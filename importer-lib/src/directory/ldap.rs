use std::collections::HashSet;

use ldap3::{LdapConn, LdapConnSettings, LdapError, Mod, Scope, SearchEntry, ldap_escape};

use super::dn::{cn_dn, ou_dn};
use super::{AccountRef, Attributes, ContainerRef, Directory};
use crate::error::DirectoryError;

const RC_NO_SUCH_OBJECT: u32 = 32;
const RC_ENTRY_ALREADY_EXISTS: u32 = 68;

/// userAccountControl: NORMAL_ACCOUNT, enabled.
const UAC_NORMAL_ACCOUNT: &str = "512";

/// Connection parameters, fixed for the whole run.
#[derive(Debug, Clone)]
pub struct LdapSettings {
    pub server: String,
    pub bind_user: String,
    pub password: String,
    pub use_tls: bool,
    pub base_dn: String,
}

pub struct LdapDirectory {
    conn: LdapConn,
    base_dn: String,
}

/// Accepts either a bare host ("dc01.example.com", "dc01:636") or a full URL.
pub fn server_url(server: &str, use_tls: bool) -> String {
    let server = server.trim();
    if server.contains("://") {
        return server.to_string();
    }
    let scheme = if use_tls { "ldaps" } else { "ldap" };
    return format!("{scheme}://{server}");
}

/// Active Directory expects the password quoted and UTF-16LE encoded.
pub fn encode_unicode_password(password: &str) -> Vec<u8> {
    format!("\"{password}\"")
        .encode_utf16()
        .flat_map(|unit| unit.to_le_bytes())
        .collect()
}

fn classify(dn: &str, err: LdapError) -> DirectoryError {
    if let LdapError::LdapResult { result } = &err {
        match result.rc {
            RC_NO_SUCH_OBJECT => {
                return DirectoryError::NoSuchObject { dn: dn.to_string() };
            }
            RC_ENTRY_ALREADY_EXISTS => {
                return DirectoryError::AlreadyExists { dn: dn.to_string() };
            }
            _ => {}
        }
    }
    err.into()
}

fn attribute(name: &str, values: &[&str]) -> (Vec<u8>, HashSet<Vec<u8>>) {
    (
        name.as_bytes().to_vec(),
        values.iter().map(|value| value.as_bytes().to_vec()).collect(),
    )
}

fn replace(name: &str, value: &[u8]) -> Mod<Vec<u8>> {
    Mod::Replace(
        name.as_bytes().to_vec(),
        HashSet::from([value.to_vec()]),
    )
}

impl LdapDirectory {
    pub fn connect(settings: &LdapSettings) -> Result<Self, DirectoryError> {
        let url = server_url(&settings.server, settings.use_tls);
        let mut conn = LdapConn::with_settings(LdapConnSettings::new(), &url)?;
        conn.simple_bind(&settings.bind_user, &settings.password)?
            .success()?;

        Ok(LdapDirectory {
            conn,
            base_dn: settings.base_dn.clone(),
        })
    }

    fn search_one(
        &mut self,
        base: &str,
        scope: Scope,
        filter: &str,
        attrs: Vec<&str>,
    ) -> Result<Option<SearchEntry>, DirectoryError> {
        let base_scope = matches!(scope, Scope::Base);
        let result = self
            .conn
            .search(base, scope, filter, attrs)
            .map_err(|e| classify(base, e))?;
        match result.success() {
            Ok((entries, _)) => Ok(entries.into_iter().next().map(SearchEntry::construct)),
            Err(e) => match classify(base, e) {
                DirectoryError::NoSuchObject { .. } if base_scope => Ok(None),
                other => Err(other),
            },
        }
    }

    fn modify(&mut self, dn: &str, mods: Vec<Mod<Vec<u8>>>) -> Result<(), DirectoryError> {
        self.conn
            .modify(dn, mods)
            .and_then(|result| result.success())
            .map_err(|e| classify(dn, e))?;
        Ok(())
    }
}

impl Directory for LdapDirectory {
    fn base_dn(&self) -> &str {
        &self.base_dn
    }

    fn find_account(&mut self, handle: &str) -> Result<Option<AccountRef>, DirectoryError> {
        let escaped = ldap_escape(handle);
        let filter = format!("(&(objectClass=user)(|(sAMAccountName={escaped})(cn={escaped})))");
        let base = self.base_dn.clone();
        let entry = self.search_one(&base, Scope::Subtree, &filter, vec!["sAMAccountName"])?;

        Ok(entry.map(|entry| AccountRef {
            handle: entry
                .attrs
                .get("sAMAccountName")
                .and_then(|values| values.first())
                .cloned()
                .unwrap_or_else(|| handle.to_string()),
            dn: entry.dn,
        }))
    }

    fn create_account(
        &mut self,
        handle: &str,
        container: &ContainerRef,
        upn_suffix: &str,
        password: &str,
    ) -> Result<AccountRef, DirectoryError> {
        let dn = cn_dn(handle, &container.dn);
        let upn = format!("{handle}@{upn_suffix}");
        let encoded_password = encode_unicode_password(password);

        let attrs = vec![
            attribute(
                "objectClass",
                &["top", "person", "organizationalPerson", "user"],
            ),
            attribute("cn", &[handle]),
            attribute("sAMAccountName", &[handle]),
            attribute("userPrincipalName", &[upn.as_str()]),
            (
                b"unicodePwd".to_vec(),
                HashSet::from([encoded_password]),
            ),
            attribute("userAccountControl", &[UAC_NORMAL_ACCOUNT]),
        ];

        self.conn
            .add(&dn, attrs)
            .and_then(|result| result.success())
            .map_err(|e| match classify(&dn, e) {
                // rc=32 on add names the missing parent, not the new entry.
                DirectoryError::NoSuchObject { .. } => DirectoryError::NoSuchObject {
                    dn: container.dn.clone(),
                },
                other => other,
            })?;

        Ok(AccountRef {
            dn,
            handle: handle.to_string(),
        })
    }

    fn update_attributes(
        &mut self,
        account: &AccountRef,
        attributes: &Attributes,
    ) -> Result<(), DirectoryError> {
        let mods = attributes
            .iter()
            .map(|(name, value)| replace(name, value.as_bytes()))
            .collect();
        self.modify(&account.dn, mods)
    }

    fn force_password_change(&mut self, account: &AccountRef) -> Result<(), DirectoryError> {
        self.modify(&account.dn, vec![replace("pwdLastSet", b"0")])
    }

    fn find_container(&mut self, dn: &str) -> Result<Option<ContainerRef>, DirectoryError> {
        let entry = self.search_one(
            dn,
            Scope::Base,
            "(|(objectClass=organizationalUnit)(objectClass=domain)(objectClass=container))",
            vec!["ou", "name"],
        )?;

        Ok(entry.map(|entry| {
            let name = entry
                .attrs
                .get("ou")
                .or_else(|| entry.attrs.get("name"))
                .and_then(|values| values.first())
                .cloned()
                .unwrap_or_else(|| entry.dn.clone());
            ContainerRef {
                dn: entry.dn,
                name,
            }
        }))
    }

    fn create_container(
        &mut self,
        name: &str,
        parent: &ContainerRef,
    ) -> Result<ContainerRef, DirectoryError> {
        let dn = ou_dn(name, &parent.dn);
        let attrs = vec![
            attribute("objectClass", &["top", "organizationalUnit"]),
            attribute("ou", &[name]),
        ];

        self.conn
            .add(&dn, attrs)
            .and_then(|result| result.success())
            .map_err(|e| match classify(&dn, e) {
                DirectoryError::NoSuchObject { .. } => DirectoryError::NoSuchObject {
                    dn: parent.dn.clone(),
                },
                other => other,
            })?;

        Ok(ContainerRef {
            dn,
            name: name.to_string(),
        })
    }
}

#[cfg(test)]
mod tests {
    use super::*;

    #[test]
    fn test_server_url() {
        assert_eq!(server_url("dc01.example.com", true), "ldaps://dc01.example.com");
        assert_eq!(server_url("dc01:389", false), "ldap://dc01:389");
        assert_eq!(
            server_url("ldaps://dc01.example.com:636", false),
            "ldaps://dc01.example.com:636"
        );
    }

    #[test]
    fn test_unicode_password_encoding() {
        let encoded = encode_unicode_password("ab");
        assert_eq!(encoded, vec![b'"', 0, b'a', 0, b'b', 0, b'"', 0]);
    }
}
----------
> Work instructions:
The answer is every entry, copied word for word.

> The completed task:
filename importer-lib/src/directory/ldap.rs
use std::collections::HashSet;

use ldap3::{LdapConn, LdapConnSettings, LdapError, Mod, Scope, SearchEntry, ldap_escape};

use super::dn::{cn_dn, ou_dn};
use super::{AccountRef, Attributes, ContainerRef, Directory};
use crate::error::DirectoryError;

const RC_NO_SUCH_OBJECT: u32 = 32;
const RC_ENTRY_ALREADY_EXISTS: u32 = 68;

/// userAccountControl: NORMAL_ACCOUNT, enabled.
const UAC_NORMAL_ACCOUNT: &str = "512";

/// Connection parameters, fixed for the whole run.
#[derive(Debug, Clone)]
pub struct LdapSettings {
    pub server: String,
    pub bind_user: String,
    pub password: String,
    pub use_tls: bool,
    pub base_dn: String,
}

pub struct LdapDirectory {
    conn: LdapConn,
    base_dn: String,
}

/// Accepts either a bare host ("dc01.example.com", "dc01:636") or a full URL.
pub fn server_url(server: &str, use_tls: bool) -> String {
    let server = server.trim();
    if server.contains("://") {
        return server.to_string();
    }
    let scheme = if use_tls { "ldaps" } else { "ldap" };
    return format!("{scheme}://{server}");
}

/// Active Directory expects the password quoted and UTF-16LE encoded.
pub fn encode_unicode_password(password: &str) -> Vec<u8> {
    format!("\"{password}\"")
        .encode_utf16()
        .flat_map(|unit| unit.to_le_bytes())
        .collect()
}

fn classify(dn: &str, err: LdapError) -> DirectoryError {
    if let LdapError::LdapResult { result } = &err {
        match result.rc {
            RC_NO_SUCH_OBJECT => {
                return DirectoryError::NoSuchObject { dn: dn.to_string() };
            }
            RC_ENTRY_ALREADY_EXISTS => {
                return DirectoryError::AlreadyExists { dn: dn.to_string() };
            }
            _ => {}
        }
    }
    err.into()
}

fn attribute(name: &str, values: &[&str]) -> (Vec<u8>, HashSet<Vec<u8>>) {
    (
        name.as_bytes().to_vec(),
        values.iter().map(|value| value.as_bytes().to_vec()).collect(),
    )
}

fn replace(name: &str, value: &[u8]) -> Mod<Vec<u8>> {
    Mod::Replace(
        name.as_bytes().to_vec(),
        HashSet::from([value.to_vec()]),
    )
}

impl LdapDirectory {
    pub fn connect(settings: &LdapSettings) -> Result<Self, DirectoryError> {
        let url = server_url(&settings.server, settings.use_tls);
        let mut conn = LdapConn::with_settings(LdapConnSettings::new(), &url)?;
        conn.simple_bind(&settings.bind_user, &settings.password)?
            .success()?;

        Ok(LdapDirectory {
            conn,
            base_dn: settings.base_dn.clone(),
        })
    }

    fn search_one(
        &mut self,
        base: &str,
        scope: Scope,
        filter: &str,
        attrs: Vec<&str>,
    ) -> Result<Option<SearchEntry>, DirectoryError> {
        let base_scope = matches!(scope, Scope::Base);
        let result = self
            .conn
            .search(base, scope, filter, attrs)
            .map_err(|e| classify(base, e))?;
        match result.success() {
            Ok((entries, _)) => Ok(entries.into_iter().next().map(SearchEntry::construct)),
            Err(e) => match classify(base, e) {
                DirectoryError::NoSuchObject { .. } if base_scope => Ok(None),
                other => Err(other),
            },
        }
    }

    fn modify(&mut self, dn: &str, mods: Vec<Mod<Vec<u8>>>) -> Result<(), DirectoryError> {
        self.conn
            .modify(dn, mods)
            .and_then(|result| result.success())
            .map_err(|e| classify(dn, e))?;
        Ok(())
    }
}

impl Directory for LdapDirectory {
    fn base_dn(&self) -> &str {
        &self.base_dn
    }

    fn find_account(&mut self, handle: &str) -> Result<Option<AccountRef>, DirectoryError> {
        let escaped = ldap_escape(handle);
        let filter = format!("(&(objectClass=user)(|(sAMAccountName={escaped})(cn={escaped})))");
        let base = self.base_dn.clone();
        let entry = self.search_one(&base, Scope::Subtree, &filter, vec!["sAMAccountName"])?;

        Ok(entry.map(|entry| AccountRef {
            handle: entry
                .attrs
                .get("sAMAccountName")
                .and_then(|values| values.first())
                .cloned()
                .unwrap_or_else(|| handle.to_string()),
            dn: entry.dn,
        }))
    }

    fn create_account(
        &mut self,
        handle: &str,
        container: &ContainerRef,
        upn_suffix: &str,
        password: &str,
    ) -> Result<AccountRef, DirectoryError> {
        let dn = cn_dn(handle, &container.dn);
        let upn = format!("{handle}@{upn_suffix}");
        let encoded_password = encode_unicode_password(password);

        let attrs = vec![
            attribute(
                "objectClass",
                &["top", "person", "organizationalPerson", "user"],
            ),
            attribute("cn", &[handle]),
            attribute("sAMAccountName", &[handle]),
            attribute("userPrincipalName", &[upn.as_str()]),
            (
                b"unicodePwd".to_vec(),
                HashSet::from([encoded_password]),
            ),
            attribute("userAccountControl", &[UAC_NORMAL_ACCOUNT]),
        ];

        self.conn
            .add(&dn, attrs)
            .and_then(|result| result.success())
            .map_err(|e| match classify(&dn, e) {
                // rc=32 on add names the missing parent, not the new entry.
                DirectoryError::NoSuchObject { .. } => DirectoryError::NoSuchObject {
                    dn: container.dn.clone(),
                },
                other => other,
            })?;

        Ok(AccountRef {
            dn,
            handle: handle.to_string(),
        })
    }

    fn update_attributes(
        &mut self,
        account: &AccountRef,
        attributes: &Attributes,
    ) -> Result<(), DirectoryError> {
        let mods = attributes
            .iter()
            .map(|(name, value)| replace(name, value.as_bytes()))
            .collect();
        self.modify(&account.dn, mods)
    }

    fn force_password_change(&mut self, account: &AccountRef) -> Result<(), DirectoryError> {
        self.modify(&account.dn, vec![replace("pwdLastSet", b"0")])
    }

    fn find_container(&mut self, dn: &str) -> Result<Option<ContainerRef>, DirectoryError> {
        let entry = self.search_one(
            dn,
            Scope::Base,
            "(|(objectClass=organizationalUnit)(objectClass=domain)(objectClass=container))",
            vec!["ou", "name"],
        )?;

        Ok(entry.map(|entry| {
            let name = entry
                .attrs
                .get("ou")
                .or_else(|| entry.attrs.get("name"))
                .and_then(|values| values.first())
                .cloned()
                .unwrap_or_else(|| entry.dn.clone());
            ContainerRef {
                dn: entry.dn,
                name,
            }
        }))
    }

    fn create_container(
        &mut self,
        name: &str,
        parent: &ContainerRef,
    ) -> Result<ContainerRef, DirectoryError> {
        let dn = ou_dn(name, &parent.dn);
        let attrs = vec![
            attribute("objectClass", &["top", "organizationalUnit"]),
            attribute("ou", &[name]),
        ];

        self.conn
            .add(&dn, attrs)
            .and_then(|result| result.success())
            .map_err(|e| match classify(&dn, e) {
                DirectoryError::NoSuchObject { .. } => DirectoryError::NoSuchObject {
                    dn: parent.dn.clone(),
                },
                other => other,
            })?;

        Ok(ContainerRef {
            dn,
            name: name.to_string(),
        })
    }
}

#[cfg(test)]
mod tests {
    use super::*;

    #[test]
    fn test_server_url() {
        assert_eq!(server_url("dc01.example.com", true), "ldaps://dc01.example.com");
        assert_eq!(server_url("dc01:389", false), "ldap://dc01:389");
        assert_eq!(
            server_url("ldaps://dc01.example.com:636", false),
            "ldaps://dc01.example.com:636"
        );
    }

    #[test]
    fn test_unicode_password_encoding() {
        let encoded = encode_unicode_password("ab");
        assert_eq!(encoded, vec![b'"', 0, b'a', 0, b'b', 0, b'"', 0]);
    }
}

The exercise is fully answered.